I hope this makes some sense. The issue I have is that it does impact our salvation; or the expectation of our salvation.There are a lot of people that accept things as they come and are willing to dwell in the uncertainty of what will come. They have a come-what-may kind of attitude. Any discussion of what may be will be meaningless to these people. I'm not that way. I have expectations and when that expectation is not met I am disappointed and often feel cheated. I don't buy into this idea that whatever will be will be far better than anything I could have ever imagined. Not so. That's for born-again Christians who have no clue what the next life will be. Of course, anything besides singing in a choir for eternity would be an improvement so maybe if my expectations were low, I could be impressed, but our expectations in this church are not low.

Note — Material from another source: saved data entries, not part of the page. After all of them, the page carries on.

// Copyright (c) 2025 Felix Kahle.
//
// Permission is hereby granted, free of charge, to any person obtaining
// a copy of this software and associated documentation files (the
// "Software"), to deal in the Software without restriction, including
// without limitation the rights to use, copy, modify, merge, publish,
// distribute, sublicense, and/or sell copies of the Software, and to
// permit persons to whom the Software is furnished to do so, subject to
// the following conditions:
//
// The above copyright notice and this permission notice shall be
// included in all copies or substantial portions of the Software.
//
// THE SOFTWARE IS PROVIDED "AS IS", WITHOUT WARRANTY OF ANY KIND,
// EXPRESS OR IMPLIED, INCLUDING BUT NOT LIMITED TO THE WARRANTIES OF
// MERCHANTABILITY, FITNESS FOR A PARTICULAR PURPOSE AND
// NONINFRINGEMENT. IN NO EVENT SHALL THE AUTHORS OR COPYRIGHT HOLDERS BE
// LIABLE FOR ANY CLAIM, DAMAGES OR OTHER LIABILITY, WHETHER IN AN ACTION
// OF CONTRACT, TORT OR OTHERWISE, ARISING FROM, OUT OF OR IN CONNECTION
// WITH THE SOFTWARE OR THE USE OR OTHER DEALINGS IN THE SOFTWARE.

//! Tiered random-anchor placement with backtracking.
//!
//! Squares are grouped into tiers by side length and the tiers are placed
//! largest first. Within a tier every square is dropped at uniformly random
//! top-left anchors until it fits, with a shared budget of draws per tier.
//! Once a tier is seated the placer recurses into the next one; if a smaller
//! tier cannot be seated, the grid is restored to the state before the
//! current tier and the current tier is scattered again, up to a fixed number
//! of times.
//!
//! This trades the determinism of `SweepPlacer` for a search that can undo
//! earlier choices. The traversal strategy passed to `place` is not consulted.

use crate::{
    placer::{Placer, backfill},
    traversal::TraversalStrategy,
};
use quadrille_core::{color::Rgba, geometry::Coord};
use quadrille_model::{
    error::PackingError,
    grid::Grid,
    placement::Placement,
    square::{MAX_SIDE_LENGTH, Square},
};
use rand::Rng;
use smallvec::SmallVec;

/// Random anchors drawn per tier before the tier is given up.
pub const DEFAULT_MAX_DRAWS_PER_TIER: usize = 1000;

/// How often a tier is scattered again after a smaller tier failed.
pub const DEFAULT_TIER_RETRIES: usize = 2;

/// Squares of one side length, each tagged with its index in the request.
type Tier = SmallVec<[(usize, Square); 8]>;

/// `(square_index, side_length)` of the square that could not be seated.
type Failure = (usize, usize);

#[derive(Debug, Clone)]
pub struct TieredPlacer<R> {
    rng: R,
    max_draws_per_tier: usize,
    tier_retries: usize,
}

impl<R> TieredPlacer<R>
where
    R: Rng,
{
    pub fn new(rng: R) -> Self {
        Self::with_limits(rng, DEFAULT_MAX_DRAWS_PER_TIER, DEFAULT_TIER_RETRIES)
    }

    /// # Panics
    ///
    /// Panics if `tier_retries` is zero.
    pub fn with_limits(rng: R, max_draws_per_tier: usize, tier_retries: usize) -> Self {
        assert!(
            tier_retries > 0,
            "called `TieredPlacer::with_limits` with zero tier retries"
        );
        Self {
            rng,
            max_draws_per_tier,
            tier_retries,
        }
    }

    #[inline]
    pub fn max_draws_per_tier(&self) -> usize {
        self.max_draws_per_tier
    }

    #[inline]
    pub fn tier_retries(&self) -> usize {
        self.tier_retries
    }

    fn tiers(squares: &[Square]) -> Vec<Tier> {
        (1..=MAX_SIDE_LENGTH)
            .rev()
            .map(|side| {
                squares
                    .iter()
                    .copied()
                    .enumerate()
                    .filter(|(_, s)| s.side_length() == side)
                    .collect::<Tier>()
            })
            .filter(|tier| !tier.is_empty())
            .collect()
    }

    /// Drops every square of `tier` at random anchors.
    fn scatter(
        &mut self,
        grid: &mut Grid,
        tier: &Tier,
        seated: &mut Vec<(Coord, Square)>,
    ) -> Result<(), Failure> {
        let n = grid.side_length();
        let mut draws = 0;

        for &(index, square) in tier {
            let side = square.side_length();
            if side > n {
                return Err((index, side));
            }
            let span = n - side + 1;

            loop {
                if draws == self.max_draws_per_tier {
                    return Err((index, side));
                }
                draws += 1;

                let anchor = Coord::from_indices(
                    self.rng.random_range(0..span),
                    self.rng.random_range(0..span),
                );
                if grid.fill(anchor, &square) {
                    seated.push((anchor, square));
                    break;
                }
            }
        }
        Ok(())
    }

    fn place_tiers(
        &mut self,
        grid: &mut Grid,
        tiers: &[Tier],
        seated: &mut Vec<(Coord, Square)>,
    ) -> Result<(), Failure> {
        let Some((tier, rest)) = tiers.split_first() else {
            return Ok(());
        };

        let mut failure = (tier[0].0, tier[0].1.side_length());
        for _ in 0..self.tier_retries {
            let snapshot = grid.clone();
            let mark = seated.len();

            let result = self
                .scatter(grid, tier, seated)
                .and_then(|()| self.place_tiers(grid, rest, seated));
            match result {
                Ok(()) => return Ok(()),
                Err(f) => failure = f,
            }

            *grid = snapshot;
            seated.truncate(mark);
        }
        Err(failure)
    }
}

impl<R> Placer for TieredPlacer<R>
where
    R: Rng,
{
    fn name(&self) -> &str {
        "TieredPlacer"
    }

    fn place(
        &mut self,
        side_length: usize,
        squares: &[Square],
        _strategy: TraversalStrategy,
        filler: Rgba,
    ) -> Result<Placement, PackingError> {
        let mut grid = Grid::new(side_length)?;
        let tiers = Self::tiers(squares);
        let mut seated = Vec::with_capacity(squares.len());

        self.place_tiers(&mut grid, &tiers, &mut seated)
            .map_err(|(square_index, side_length)| PackingError::PackingFailed {
                square_index,
                side_length,
            })?;

        let mut placement = Placement::with_capacity(side_length, seated.len() + grid.free_count());
        for (anchor, square) in seated {
            placement.insert(anchor, square);
        }
        backfill(&mut grid, &mut placement, filler);
        Ok(placement)
    }
}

In my apologetics, I frequently face ridicule for the childish view that our church as that we will be Gods. And don't get me wrong, I believe we will be, but the idea that we will ever do what God did (it baffles me that the present and future tense would be in question here, but anyway) simply cannot be. So, first expectation shot down. We're not going to do everything that God did. Never will happen in an eternity. We not going to make planets and put our own spirit children on them and be like God the Father over those planets. That is never going to happen, noting any eternity. There's another expectation shot down. The disappointment is rising. Our doctrine teaches simply this, that we will be gods because we will continue to increase and this increase comes solely through continuing the seeds, not in knowledge or power, but in children. I think it is very important to know and understand how that works and in what it will mean to us and for them. Will we create worlds without end? Probably. Will we put our own children on them? I hope not. I mean, consider this. I'm white. My wife is asian. If only my children are on that planet, then there would be no children of any other color on it. It would be a planet full of incest. My Adam and Eve would be brother and sister. That's gross regardless of the excuses we give to that possibility for our first parents, but I don't believe they were brother and sister. I believe they were born of completely different sets of parents who were not God the Father and his wife. I also don't believe that God made them out of dirt, just in case anyone here doesn't get it that I didn't buy into that scheme either.

I believe life goes on there, just as it goes on here with the same kind of sociality. I certainly hope it does. I believe that we will always work as a society, as a council under Jesus Christ. There is no running off into the universe to do our own thing and build our own worlds. I'm not disappointed with that. I find it acceptable and doable. What I look forward to is finding myself in the midst of spirits and glory and seeing fit to institute laws whereby they might advance and become like me. That is what God did that we can do. That is the essence of godhood.

 

We have engaged in a great many "things".  Reading through this thread it appears that you think that any disagreements are problematic.   I am glad you find both agreement and disagreement with my post.  Hopefully, we can engage in dialog, continue to have both agreement and disagreement without "disappointment rising" because of "expectations shot down".  Because of my scientific background I personally find peer review essential for a quest for truth.  In short it is the open and free discussion that is important.  In a peer review - there is no purpose in focus of the personal reactions but rather the substance.  Taking criticism personally is a mistake and will prevent any possible "improvements".   Sorry if this appears as a lecture - It is in part a personal falling of mine.  I am attempting to lay ground work for my methods and what makes sense to me.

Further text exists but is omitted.